Collected data:
• • • • • • •
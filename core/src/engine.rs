//! The core orchestration: retrieve, rerank, score, veto, select winner.

use std::collections::HashSet;
use std::sync::Arc;

use sha2::{Digest, Sha256};
use tracing::{instrument, warn};

use crate::catalog::ReferenceCatalog;
use crate::config::{AppConfig, ScoringConfig};
use crate::embed::Embedder;
use crate::error::{EngineError, RemoteError};
use crate::index::VectorIndex;
use crate::parser::SemanticParser;
use crate::rerank::Reranker;
use crate::request_cache::{RequestCache, RequestCacheKey};
use crate::types::{Candidate, Contrast, Laterality, MatchResult, ParsedExam, ValidationStatus};
use crate::validation_cache::ValidationCache;

/// Anatomy terms that exist as a left/right pair on a typical patient;
/// used to decide whether `bilateral` conflicts with a single-sided
/// candidate.
const PAIRED_ANATOMY: &[&str] = &[
    "knee", "wrist", "hand", "elbow", "shoulder", "hip", "ankle", "foot", "kidney", "kidneys",
    "breast", "ovary", "extremity",
];

/// Modalities considered interchangeable for the purpose of the
/// clinical-safety veto (plain film vs. mammographic film).
const MODALITY_EQUIVALENCE_CLASS: &[&str] = &["XR", "Mammography"];

pub struct Engine {
    pub catalog: Arc<ReferenceCatalog>,
    pub index: Arc<VectorIndex>,
    pub parser: Arc<SemanticParser>,
    pub embedding_client: Arc<dyn Embedder>,
    pub reranker: Arc<dyn Reranker>,
    pub validation_cache: Arc<ValidationCache>,
    pub request_cache: Arc<RequestCache>,
    pub config: Arc<AppConfig>,
    pub retriever_id: String,
    pub reranker_id: String,
    pub config_fingerprint: String,
}

impl Engine {
    /// `standardize_exam` per the algorithm in the component design:
    /// validation short-circuit, parse, retrieve, rerank, score, veto,
    /// select, emit.
    #[instrument(skip(self, raw_exam), fields(exam = %raw_exam))]
    pub async fn standardize_exam(
        &self,
        raw_exam: &str,
        modality_hint: &str,
        data_source: &str,
    ) -> Result<MatchResult, EngineError> {
        let request_key = hash_request_key(raw_exam, modality_hint, data_source);

        // 1. Validation short-circuit.
        if let Some(mapping) = self.validation_cache.approved(&request_key) {
            let mut winner = Candidate::new(mapping.clone(), 1.0);
            winner.rerank_score = Some(1.0);
            winner.component_score = 1.0;
            winner.final_score = 1.0;
            return Ok(MatchResult::from_winner(
                ParsedExam::default(),
                Some(winner.clone()),
                vec![winner],
                ValidationStatus::ApprovedByHuman,
            ));
        }

        // 2. Parse.
        let input_parsed = self
            .parser
            .parse(raw_exam, modality_hint, &self.config.interventional_evidence);

        let cache_key = RequestCacheKey {
            preprocessed_exam: input_parsed.preprocessed.clone(),
            modality_hint: modality_hint.to_string(),
            retriever_id: self.retriever_id.clone(),
            reranker_id: self.reranker_id.clone(),
            config_fingerprint: self.config_fingerprint.clone(),
        };
        if let Some(cached) = self.request_cache.get(&cache_key) {
            return Ok(cached);
        }

        // 3. Retrieve.
        let rejected_ids = self.validation_cache.rejected(&request_key);
        let candidates = self.retrieve(&input_parsed, &rejected_ids).await?;

        // 4. Rerank.
        let reranked = self.reranker.rerank(&input_parsed, candidates).await?;

        // 5-7. Score, veto, fuse.
        let scored = self.score_and_veto(&input_parsed, reranked);

        // 8. Select winner.
        let (winner, all_candidates) = select_winner(scored, &self.config.scoring);

        let result = MatchResult::from_winner(input_parsed, winner, all_candidates, ValidationStatus::None);
        self.request_cache.put(cache_key, result.clone());
        Ok(result)
    }

    async fn retrieve(
        &self,
        input_parsed: &ParsedExam,
        rejected_ids: &HashSet<String>,
    ) -> Result<Vec<Candidate>, EngineError> {
        let embeddings = self
            .embedding_client
            .embed(std::slice::from_ref(&input_parsed.preprocessed))
            .await?;
        let query_vector = embeddings
            .into_iter()
            .next()
            .ok_or_else(|| EngineError::RemoteFailure(RemoteError::Failure("empty embed response".into())))?;

        let hits = self.index.topk(&query_vector, self.config.scoring.k_retrieve);

        let mut candidates = Vec::with_capacity(hits.len());
        for (id, similarity) in hits {
            if rejected_ids.contains(&id) {
                continue;
            }
            let Some(entry) = self.catalog.get(&id) else {
                continue;
            };
            if rejected_ids.contains(&entry.snomed_concept_id) {
                continue;
            }
            candidates.push(Candidate::new(entry.clone(), similarity));
        }
        Ok(candidates)
    }

    fn score_and_veto(&self, input_parsed: &ParsedExam, mut candidates: Vec<Candidate>) -> Vec<Candidate> {
        let scoring = &self.config.scoring;
        for candidate in &mut candidates {
            candidate.component_score = component_alignment_score(input_parsed, &candidate.entry.parsed, scoring);

            if let Some(reason) = clinical_safety_veto(input_parsed, &candidate.entry.parsed) {
                candidate.veto(reason);
                continue;
            }

            let rerank_score = candidate.rerank_score.unwrap_or(candidate.dense_score);
            candidate.final_score =
                scoring.w_rerank * rerank_score + scoring.w_component * candidate.component_score;
        }
        candidates
    }
}

fn hash_request_key(raw_exam: &str, modality_hint: &str, data_source: &str) -> String {
    let mut hasher = Sha256::new();
    hasher.update(raw_exam.as_bytes());
    hasher.update(b"\0");
    hasher.update(modality_hint.as_bytes());
    hasher.update(b"\0");
    hasher.update(data_source.as_bytes());
    hex::encode(hasher.finalize())
}

fn component_alignment_score(query: &ParsedExam, candidate: &ParsedExam, scoring: &ScoringConfig) -> f32 {
    let modality_match = (!query.modality.is_empty()
        && !candidate.modality.is_empty()
        && query.modality == candidate.modality) as u8 as f32;
    let anatomy = query.anatomy_jaccard(candidate);
    let laterality = laterality_alignment(query.laterality, candidate.laterality);
    let contrast = contrast_alignment(query.contrast, candidate.contrast);
    let technique = query.technique_jaccard(candidate);
    let context = query.context_overlap(candidate);

    scoring.w_modality * modality_match
        + scoring.w_anatomy * anatomy
        + scoring.w_laterality * laterality
        + scoring.w_contrast * contrast
        + scoring.w_technique * technique
        + scoring.w_context * context
}

fn laterality_alignment(query: Laterality, candidate: Laterality) -> f32 {
    if query == Laterality::None || candidate == Laterality::None {
        return 1.0;
    }
    (query == candidate) as u8 as f32
}

fn contrast_alignment(query: Contrast, candidate: Contrast) -> f32 {
    if query == Contrast::WithAndWithout || candidate == Contrast::WithAndWithout {
        return 1.0;
    }
    (query == candidate) as u8 as f32
}

/// Returns `Some(reason)` if a hard clinical-safety veto applies.
fn clinical_safety_veto(query: &ParsedExam, candidate: &ParsedExam) -> Option<String> {
    if modality_conflict(&query.modality, &candidate.modality) {
        return Some(format!(
            "modality conflict: query={} candidate={}",
            query.modality, candidate.modality
        ));
    }

    if laterality_conflict(query, candidate) {
        return Some(format!(
            "laterality conflict: query={:?} candidate={:?}",
            query.laterality, candidate.laterality
        ));
    }

    if contrast_conflict(query.contrast, candidate.contrast) {
        return Some(format!(
            "contrast conflict: query={:?} candidate={:?}",
            query.contrast, candidate.contrast
        ));
    }

    if interventional_conflict(query, candidate) {
        return Some("interventional/diagnostic conflict".to_string());
    }

    None
}

fn modality_conflict(query: &str, candidate: &str) -> bool {
    if query.is_empty() || candidate.is_empty() || query == candidate {
        return false;
    }
    if MODALITY_EQUIVALENCE_CLASS.contains(&query) && MODALITY_EQUIVALENCE_CLASS.contains(&candidate) {
        return false;
    }
    true
}

fn laterality_conflict(query: &ParsedExam, candidate: &ParsedExam) -> bool {
    match (query.laterality, candidate.laterality) {
        (Laterality::Left, Laterality::Right) | (Laterality::Right, Laterality::Left) => true,
        (Laterality::Bilateral, single) | (single, Laterality::Bilateral) => {
            matches!(single, Laterality::Left | Laterality::Right)
                && candidate.anatomy.iter().any(|a| PAIRED_ANATOMY.contains(&a.as_str()))
        }
        _ => false,
    }
}

fn contrast_conflict(query: Contrast, candidate: Contrast) -> bool {
    matches!(
        (query, candidate),
        (Contrast::With, Contrast::Without) | (Contrast::Without, Contrast::With)
    )
}

fn interventional_conflict(query: &ParsedExam, candidate: &ParsedExam) -> bool {
    let xor = query.is_interventional != candidate.is_interventional;
    xor && (query.is_interventional || candidate.is_interventional)
}

fn select_winner(mut candidates: Vec<Candidate>, scoring: &ScoringConfig) -> (Option<Candidate>, Vec<Candidate>) {
    candidates.sort_by(|a, b| {
        b.final_score
            .partial_cmp(&a.final_score)
            .unwrap_or(std::cmp::Ordering::Equal)
            .then_with(|| b.dense_score.partial_cmp(&a.dense_score).unwrap_or(std::cmp::Ordering::Equal))
            .then_with(|| a.entry.id.cmp(&b.entry.id))
    });

    let winner = candidates
        .iter()
        .find(|c| !c.vetoed && c.final_score >= scoring.confidence_floor)
        .cloned();

    if candidates.is_empty() {
        warn!("no candidates retrieved for request");
    } else if winner.is_none() {
        warn!("all candidates vetoed or below confidence floor");
    }

    candidates.truncate(scoring.top_n_candidates);
    (winner, candidates)
}

#[cfg(test)]
mod tests {
    use super::*;
    use crate::types::{AgeContext, GenderContext, ReferenceEntry};

    fn parsed(modality: &str, laterality: Laterality, contrast: Contrast, interventional: bool) -> ParsedExam {
        ParsedExam {
            raw: String::new(),
            preprocessed: String::new(),
            modality_hint: String::new(),
            modality: modality.to_string(),
            anatomy: vec!["knee".to_string()],
            laterality,
            contrast,
            technique: vec![],
            gender_context: GenderContext::None,
            age_context: AgeContext::None,
            clinical_context: vec![],
            is_interventional: interventional,
            is_diagnostic: !interventional,
            confidence: 1.0,
        }
    }

    fn entry(modality: &str, laterality: Laterality, contrast: Contrast, interventional: bool) -> ReferenceEntry {
        ReferenceEntry {
            id: "1".into(),
            snomed_concept_id: "".into(),
            snomed_fsn: "fsn".into(),
            clean_name: "clean".into(),
            parsed: parsed(modality, laterality, contrast, interventional),
            embedding: vec![],
        }
    }

    #[test]
    fn modality_conflict_blocks_ct_vs_mr() {
        assert!(modality_conflict("CT", "MR"));
    }

    #[test]
    fn modality_equivalence_class_does_not_conflict() {
        assert!(!modality_conflict("XR", "Mammography"));
    }

    #[test]
    fn empty_modality_never_conflicts() {
        assert!(!modality_conflict("", "CT"));
    }

    #[test]
    fn laterality_left_right_conflicts() {
        let query = parsed("CT", Laterality::Left, Contrast::None, false);
        let candidate = parsed("CT", Laterality::Right, Contrast::None, false);
        assert!(laterality_conflict(&query, &candidate));
    }

    #[test]
    fn bilateral_vs_single_sided_paired_anatomy_conflicts() {
        let query = parsed("CT", Laterality::Bilateral, Contrast::None, false);
        let candidate = parsed("CT", Laterality::Left, Contrast::None, false);
        assert!(laterality_conflict(&query, &candidate));
    }

    #[test]
    fn contrast_with_vs_without_conflicts() {
        assert!(contrast_conflict(Contrast::With, Contrast::Without));
    }

    #[test]
    fn with_and_without_never_conflicts() {
        assert!(!contrast_conflict(Contrast::WithAndWithout, Contrast::Without));
    }

    #[test]
    fn interventional_vs_diagnostic_conflicts() {
        let query = parsed("XA", Laterality::None, Contrast::None, true);
        let candidate = parsed("CT", Laterality::None, Contrast::None, false);
        assert!(interventional_conflict(&query, &candidate));
    }

    #[test]
    fn veto_zeroes_final_score_via_score_and_veto_path() {
        let query = parsed("CT", Laterality::None, Contrast::None, false);
        let mut candidate = Candidate::new(entry("MR", Laterality::None, Contrast::None, false), 0.9);
        candidate.rerank_score = Some(0.9);
        let reason = clinical_safety_veto(&query, &candidate.entry.parsed);
        assert!(reason.is_some());
    }

    #[test]
    fn select_winner_applies_confidence_floor() {
        let scoring = ScoringConfig::default();
        let mut low = Candidate::new(entry("CT", Laterality::None, Contrast::None, false), 0.5);
        low.final_score = 0.1;
        let (winner, _) = select_winner(vec![low], &scoring);
        assert!(winner.is_none());
    }

    #[test]
    fn select_winner_breaks_ties_by_id() {
        let scoring = ScoringConfig::default();
        let mut a = Candidate::new(entry("CT", Laterality::None, Contrast::None, false), 0.5);
        a.entry.id = "b".into();
        a.final_score = 0.9;
        a.dense_score = 0.5;
        let mut b = Candidate::new(entry("CT", Laterality::None, Contrast::None, false), 0.5);
        b.entry.id = "a".into();
        b.final_score = 0.9;
        b.dense_score = 0.5;
        let (winner, _) = select_winner(vec![a, b], &scoring);
        assert_eq!(winner.unwrap().entry.id, "a");
    }
}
• • • • • • •
What the task requires: Look above for the line with "fn contrast_alignment(query: Contrast, candidate: Contrast)" and the line with "match (query.laterality, candidate.laterality)". Write out those two lines and all the lines between them, exactly, and no others.

Solution for this task:
fn contrast_alignment(query: Contrast, candidate: Contrast) -> f32 {
    if query == Contrast::WithAndWithout || candidate == Contrast::WithAndWithout {
        return 1.0;
    }
    (query == candidate) as u8 as f32
}

/// Returns `Some(reason)` if a hard clinical-safety veto applies.
fn clinical_safety_veto(query: &ParsedExam, candidate: &ParsedExam) -> Option<String> {
    if modality_conflict(&query.modality, &candidate.modality) {
        return Some(format!(
            "modality conflict: query={} candidate={}",
            query.modality, candidate.modality
        ));
    }

    if laterality_conflict(query, candidate) {
        return Some(format!(
            "laterality conflict: query={:?} candidate={:?}",
            query.laterality, candidate.laterality
        ));
    }

    if contrast_conflict(query.contrast, candidate.contrast) {
        return Some(format!(
            "contrast conflict: query={:?} candidate={:?}",
            query.contrast, candidate.contrast
        ));
    }

    if interventional_conflict(query, candidate) {
        return Some("interventional/diagnostic conflict".to_string());
    }

    None
}

fn modality_conflict(query: &str, candidate: &str) -> bool {
    if query.is_empty() || candidate.is_empty() || query == candidate {
        return false;
    }
    if MODALITY_EQUIVALENCE_CLASS.contains(&query) && MODALITY_EQUIVALENCE_CLASS.contains(&candidate) {
        return false;
    }
    true
}

fn laterality_conflict(query: &ParsedExam, candidate: &ParsedExam) -> bool {
    match (query.laterality, candidate.laterality) {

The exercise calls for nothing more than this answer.